The photograph “Manhattan Microbes” do resemble the New York Island but they also appear to be snakeheads. The black dot in the center of the head represents the pupil and the white ring would be the iris. The thinner end of the snake’s head could be its tongue. The snake illustrates the actions of both characters in this stanza as when Sand moves quickly and Harry as he watches those in Times Square. Sand is moving in a manner that mimics the snake as she is appearing to disappear as she Zaum Zoom in and Zoon Tzm out. Harry is the snake amongst the tall grass, which are represented by the skyscrapers in New York City.
“Airplane Microbes” suits the stanza that it is paired with as it describes Sand painting on the duck of an aircraft. The microbes photographs do resemble jets in the sky as they are contrasted by varying shades of blue. The microbes also appear to be syringes as the pointed end of the microbes would be the tip of the needle. The syringes would illustrate the virus that Harry mentions in this stanza. As viruses are mobile, the aircraft accurately represent them also due to them both symbolizing the potential of technological advances or discoveries. Accompanied by the potential for destruction of lives can be both improved and destroyed by either an aircraft or syringe.
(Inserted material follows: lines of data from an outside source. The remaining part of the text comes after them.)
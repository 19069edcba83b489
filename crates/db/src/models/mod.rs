//! Domain model structs and DTOs.
//!
//! Each submodule contains:
//! - A `FromRow` + `Serialize` entity struct matching the database row
//! - `Deserialize` DTOs for inserts and updates where the API accepts them

pub mod banned_ip;
pub mod catalog_item;
pub mod forum;
pub mod outfit;
pub mod recommendation;
pub mod user;
pub mod user_profile;
pub mod wardrobe_item;
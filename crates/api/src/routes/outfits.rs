use axum::routing::{get, post};
use axum::Router;

use crate::handlers::outfits;
use crate::state::AppState;

/// Outfit routes.
///
/// ```text
/// GET    /outfits/                          -> list_outfits
/// POST   /outfits/create/                   -> create_outfit
/// GET    /outfits/{id}/                     -> outfit_detail
/// GET    /outfits/{id}/edit/                -> edit_form
/// POST   /outfits/{id}/edit/                -> edit_outfit
/// POST   /outfits/{id}/delete/              -> delete_outfit
/// POST   /outfits/{id}/toggle_favorite/     -> toggle_favorite
/// POST   /outfits/{id}/duplicate/           -> duplicate_outfit
/// ```
pub fn router() -> Router<AppState> {
    Router::new()
        .route("/outfits/", get(outfits::list_outfits))
        .route("/outfits/create/", post(outfits::create_outfit))
        .route("/outfits/{id}/", get(outfits::outfit_detail))
        .route(
            "/outfits/{id}/edit/",
            get(outfits::edit_form).post(outfits::edit_outfit),
        )
        .route("/outfits/{id}/delete/", post(outfits::delete_outfit))
        .route(
            "/outfits/{id}/toggle_favorite/",
            post(outfits::toggle_favorite),
        )
        .route("/outfits/{id}/duplicate/", post(outfits::duplicate_outfit))
}
use std::path::PathBuf;

use crate::auth::jwt::JwtConfig;
use crate::clients::{AdvisorConfig, MarketplaceConfig};

/// Server configuration loaded from environment variables.
///
/// All fields except the JWT secret have defaults suitable for local
/// development.
#[derive(Debug, Clone)]
pub struct ServerConfig {
    /// Bind address (default: `0.0.0.0`).
    pub host: String,
    /// Bind port (default: `8000`).
    pub port: u16,
    /// Allowed CORS origins, parsed from comma-separated `CORS_ORIGINS` env var.
    pub cors_origins: Vec<String>,
    /// HTTP request timeout in seconds (default: `30`).
    pub request_timeout_secs: u64,
    /// Session token configuration.
    pub jwt: JwtConfig,
    /// Marketplace webhook and API settings.
    pub marketplace: MarketplaceConfig,
    /// Recommendation advisor settings.
    pub advisor: AdvisorConfig,
    /// File of content-filter patterns, one regex per line.
    pub content_filters_path: PathBuf,
}

impl ServerConfig {
    /// Load configuration from environment variables with defaults.
    ///
    /// | Env Var                | Default                  |
    /// |------------------------|--------------------------|
    /// | `HOST`                 | `0.0.0.0`                |
    /// | `PORT`                 | `8000`                   |
    /// | `CORS_ORIGINS`         | `http://localhost:8000`  |
    /// | `REQUEST_TIMEOUT_SECS` | `30`                     |
    /// | `CONTENT_FILTERS_PATH` | `moderation/filters.txt` |
    ///
    /// See [`JwtConfig::from_env`], [`MarketplaceConfig::from_env`], and
    /// [`AdvisorConfig::from_env`] for the remaining variables.
    pub fn from_env() -> Self {
        let host = std::env::var("HOST").unwrap_or_else(|_| "0.0.0.0".into());

        let port: u16 = std::env::var("PORT")
            .unwrap_or_else(|_| "8000".into())
            .parse()
            .expect("PORT must be a valid u16");

        let cors_origins: Vec<String> = std::env::var("CORS_ORIGINS")
            .unwrap_or_else(|_| "http://localhost:8000".into())
            .split(',')
            .map(|s| s.trim().to_string())
            .filter(|s| !s.is_empty())
            .collect();

        let request_timeout_secs: u64 = std::env::var("REQUEST_TIMEOUT_SECS")
            .unwrap_or_else(|_| "30".into())
            .parse()
            .expect("REQUEST_TIMEOUT_SECS must be a valid u64");

        let content_filters_path = std::env::var("CONTENT_FILTERS_PATH")
            .unwrap_or_else(|_| "moderation/filters.txt".into())
            .into();

        Self {
            host,
            port,
            cors_origins,
            request_timeout_secs,
            jwt: JwtConfig::from_env(),
            marketplace: MarketplaceConfig::from_env(),
            advisor: AdvisorConfig::from_env(),
            content_filters_path,
        }
    }
}
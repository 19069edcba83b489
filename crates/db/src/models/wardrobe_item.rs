//! Per-user wardrobe items.

use serde::{Deserialize, Serialize};
use sqlx::FromRow;
use best_dressed_core::types::{DbId, Timestamp};

/// A row from the `wardrobe_items` table.
#[derive(Debug, Clone, FromRow, Serialize)]
pub struct WardrobeItem {
    pub id: DbId,
    pub user_id: DbId,
    pub title: String,
    pub description: String,
    pub category: String,
    pub image_url: String,
    pub catalog_item_id: Option<DbId>,
    pub color: String,
    pub brand: String,
    pub season: String,
    pub created_at: Timestamp,
    pub updated_at: Timestamp,
}

/// DTO for a manually entered wardrobe item, also used for edits.
#[derive(Debug, Clone, Default, Deserialize)]
pub struct CreateWardrobeItem {
    pub title: String,
    #[serde(default)]
    pub description: String,
    pub category: Option<String>,
    #[serde(default)]
    pub image_url: String,
    #[serde(default)]
    pub color: String,
    #[serde(default)]
    pub brand: String,
    #[serde(default)]
    pub season: String,
}

/// Item count for one category.
#[derive(Debug, Clone, PartialEq, Eq, FromRow, Serialize)]
pub struct CategoryCount {
    pub category: String,
    pub count: i64,
}

/// Result of saving a catalog item into a wardrobe.
#[derive(Debug, Clone)]
pub enum SaveOutcome {
    Created(WardrobeItem),
    /// The user already owns a copy of this catalog item.
    AlreadyExists,
}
The photograph of microbes with an orange contrast is titled “Helicopter Microbes” and illustrates the Sand who is described as “an infinite receiver and deceiver”. The microbes in this photograph do portray helicopters but they also have an “infinitely flexible” potential for interpretation. The helicopters represent the means of traveling to any location are they are not restricted by the necessity of a landing strip. The microbes can also be interoperated as lobsters with the thinner end would be the tail and the little appendages would be its legs. The microbes could also portray the long-necked herbivore, the Sauropod. There are a number of possibilities for this photograph to be interpreted which represents Sand’s ability to deceive.
The four photographs by Heliner are named in a manner that clearly states a shallow interpretation of the microbes in relation to Strickland’s stanzas. However, upon further analysis, they are deeply complex as many interpretations arise from these photographs.